▶ [Your objective]:
Please write out all of the entries without altering anything.
Provided information START
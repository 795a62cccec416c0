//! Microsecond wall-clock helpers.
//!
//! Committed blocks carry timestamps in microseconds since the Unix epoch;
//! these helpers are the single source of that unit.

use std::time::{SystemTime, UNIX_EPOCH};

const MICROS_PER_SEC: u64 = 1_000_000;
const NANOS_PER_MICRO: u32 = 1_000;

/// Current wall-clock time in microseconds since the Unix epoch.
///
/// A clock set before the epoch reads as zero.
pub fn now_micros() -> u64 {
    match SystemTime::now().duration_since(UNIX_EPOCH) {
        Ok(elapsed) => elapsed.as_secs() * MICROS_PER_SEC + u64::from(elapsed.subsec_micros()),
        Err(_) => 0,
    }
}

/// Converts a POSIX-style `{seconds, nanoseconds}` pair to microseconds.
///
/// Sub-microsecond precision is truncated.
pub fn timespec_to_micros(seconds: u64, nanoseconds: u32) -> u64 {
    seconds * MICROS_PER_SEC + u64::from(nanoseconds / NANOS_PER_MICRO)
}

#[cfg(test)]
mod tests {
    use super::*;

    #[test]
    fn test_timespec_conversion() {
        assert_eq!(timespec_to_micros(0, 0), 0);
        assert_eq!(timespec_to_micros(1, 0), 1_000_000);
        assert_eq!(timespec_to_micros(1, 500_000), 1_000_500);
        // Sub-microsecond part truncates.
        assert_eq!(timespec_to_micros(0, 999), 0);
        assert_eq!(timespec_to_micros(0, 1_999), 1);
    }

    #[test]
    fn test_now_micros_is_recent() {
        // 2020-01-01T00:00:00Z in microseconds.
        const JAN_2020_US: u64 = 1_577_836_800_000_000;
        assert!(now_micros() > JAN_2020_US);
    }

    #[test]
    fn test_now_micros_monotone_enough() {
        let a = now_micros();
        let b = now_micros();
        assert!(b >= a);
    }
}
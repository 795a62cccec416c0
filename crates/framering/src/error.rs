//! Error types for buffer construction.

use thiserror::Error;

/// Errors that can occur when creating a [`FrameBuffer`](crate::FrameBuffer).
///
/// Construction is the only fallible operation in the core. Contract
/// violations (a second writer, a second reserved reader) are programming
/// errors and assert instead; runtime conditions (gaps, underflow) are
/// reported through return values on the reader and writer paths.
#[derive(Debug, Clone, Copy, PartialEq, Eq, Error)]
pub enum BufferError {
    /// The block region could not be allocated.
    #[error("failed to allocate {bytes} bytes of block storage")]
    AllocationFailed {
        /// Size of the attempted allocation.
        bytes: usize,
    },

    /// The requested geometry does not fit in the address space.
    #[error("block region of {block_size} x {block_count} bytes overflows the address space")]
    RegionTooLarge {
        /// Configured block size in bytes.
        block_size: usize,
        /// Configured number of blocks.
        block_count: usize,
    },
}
Provided information END
▶ [Response to the task]:
repository 795a62cccec416c0
//! Microsecond wall-clock helpers.
//!
//! Committed blocks carry timestamps in microseconds since the Unix epoch;
//! these helpers are the single source of that unit.

use std::time::{SystemTime, UNIX_EPOCH};

const MICROS_PER_SEC: u64 = 1_000_000;
const NANOS_PER_MICRO: u32 = 1_000;

/// Current wall-clock time in microseconds since the Unix epoch.
///
/// A clock set before the epoch reads as zero.
pub fn now_micros() -> u64 {
    match SystemTime::now().duration_since(UNIX_EPOCH) {
        Ok(elapsed) => elapsed.as_secs() * MICROS_PER_SEC + u64::from(elapsed.subsec_micros()),
        Err(_) => 0,
    }
}

/// Converts a POSIX-style `{seconds, nanoseconds}` pair to microseconds.
///
/// Sub-microsecond precision is truncated.
pub fn timespec_to_micros(seconds: u64, nanoseconds: u32) -> u64 {
    seconds * MICROS_PER_SEC + u64::from(nanoseconds / NANOS_PER_MICRO)
}

#[cfg(test)]
mod tests {
    use super::*;

    #[test]
    fn test_timespec_conversion() {
        assert_eq!(timespec_to_micros(0, 0), 0);
        assert_eq!(timespec_to_micros(1, 0), 1_000_000);
        assert_eq!(timespec_to_micros(1, 500_000), 1_000_500);
        // Sub-microsecond part truncates.
        assert_eq!(timespec_to_micros(0, 999), 0);
        assert_eq!(timespec_to_micros(0, 1_999), 1);
    }

    #[test]
    fn test_now_micros_is_recent() {
        // 2020-01-01T00:00:00Z in microseconds.
        const JAN_2020_US: u64 = 1_577_836_800_000_000;
        assert!(now_micros() > JAN_2020_US);
    }

    #[test]
    fn test_now_micros_monotone_enough() {
        let a = now_micros();
        let b = now_micros();
        assert!(b >= a);
    }
}
repository 795a62cccec416c0
filename crates/framering/src/error.rs
//! Error types for buffer construction.

use thiserror::Error;

/// Errors that can occur when creating a [`FrameBuffer`](crate::FrameBuffer).
///
/// Construction is the only fallible operation in the core. Contract
/// violations (a second writer, a second reserved reader) are programming
/// errors and assert instead; runtime conditions (gaps, underflow) are
/// reported through return values on the reader and writer paths.
#[derive(Debug, Clone, Copy, PartialEq, Eq, Error)]
pub enum BufferError {
    /// The block region could not be allocated.
    #[error("failed to allocate {bytes} bytes of block storage")]
    AllocationFailed {
        /// Size of the attempted allocation.
        bytes: usize,
    },

    /// The requested geometry does not fit in the address space.
    #[error("block region of {block_size} x {block_count} bytes overflows the address space")]
    RegionTooLarge {
        /// Configured block size in bytes.
        block_size: usize,
        /// Configured number of blocks.
        block_count: usize,
    },
}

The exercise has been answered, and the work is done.